Iowa’s capitol likely will be jammed with people later today as both sides interested in the debate over Iowa’s labor laws gather for a public hearing. Capitol police have been making plans and sound systems are being set up in other parts of the building so those who can’t cram into the House chamber can listen to tonight’s testimony. 

House Democratic Leader Kevin McCarthy of Des Moines has a prediction.  “Iowa will experience a little bit of Wisconsin,” McCarthy says.

For the past two weeks there have been massive protests in Wisconsin after that state’s governor proposed major changes in Wisconsin labor laws and there will be a larger contingent of state troopers stationed at Iowa’s statehouse this evening.  Republicans in the Iowa House have proposed legislation that would no longer allow public employee unions to negotiate over employees’ health care benefits.  House Speaker Kraig Paulsen, a Republican from Hiawatha, says it’s a reasonable step.

“I think it’s 84 percent of state employees pay nothing for their health care and that’s just not reflective of the real world,” Paulsen says. 

Unions staged a huge rally on the statehouse steps back on February 22 to protest changes in Iowa’s labor laws.  Ken Sager,  president of the Iowa Federation of Labor — which represents private-sector unions,  called the Republican bill an “attack” on the middle class.

“We will not stand idly by while injustice is perpetrated on fellow Iowans,” Sager said on February 22.
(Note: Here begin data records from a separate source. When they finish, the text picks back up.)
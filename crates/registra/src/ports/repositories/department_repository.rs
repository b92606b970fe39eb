//! Department Repository Port

use async_trait::async_trait;

use crate::domain::{Department, DomainError, FacultyId};

use super::Crud;

/// Repository interface for Department entities
#[async_trait]
pub trait DepartmentRepository: Crud<Department> {
    /// All departments of a faculty.
    async fn find_by_faculty(&self, faculty_id: FacultyId)
        -> Result<Vec<Department>, DomainError>;
}
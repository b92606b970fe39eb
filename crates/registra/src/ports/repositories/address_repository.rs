//! Address Repository Port

use async_trait::async_trait;

use crate::domain::{Address, DomainError, PersonId};

/// Lookup for the address row a person owns.
///
/// Address rows are written as part of person saves; this port only exposes
/// the back-reference lookup the merge rule needs.
#[async_trait]
pub trait AddressRepository: Send + Sync {
    async fn find_by_person_id(&self, person_id: PersonId)
        -> Result<Option<Address>, DomainError>;
}
//! Teacher Repository Port

use async_trait::async_trait;

use crate::domain::{DomainError, SubjectId, Teacher};

use super::Crud;

/// Repository interface for Teacher entities
#[async_trait]
pub trait TeacherRepository: Crud<Teacher> {
    /// All teachers assigned to a subject.
    async fn find_by_subject(&self, subject_id: SubjectId) -> Result<Vec<Teacher>, DomainError>;
}
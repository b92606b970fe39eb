//! Subject Repository Port

use async_trait::async_trait;

use crate::domain::{DomainError, PersonId, Subject};

use super::Crud;

/// Repository interface for Subject entities
#[async_trait]
pub trait SubjectRepository: Crud<Subject> {
    /// All subjects a teacher teaches.
    async fn find_by_teacher(&self, teacher_id: PersonId) -> Result<Vec<Subject>, DomainError>;
}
The unions plan another rally, tonight at five o’clock, inside the statehouse.

Representatives from various business groups will speak out at tonight’s public hearing in favor of the changes in Iowa labor law.  John Gilliland of the Iowa Association of Business and Industry says private sector employees have taken pay cuts and seen their health care costs skyrocket, while state employees are getting a pay raise. “Is it right when we’re in the midst of a national recession that government employees are not paying a dime for their health insurance?” Gilliland asks. 

The labor bill that is drawing such intense scrutiny will be debated in the Iowa House on Tuesday or Wednesday.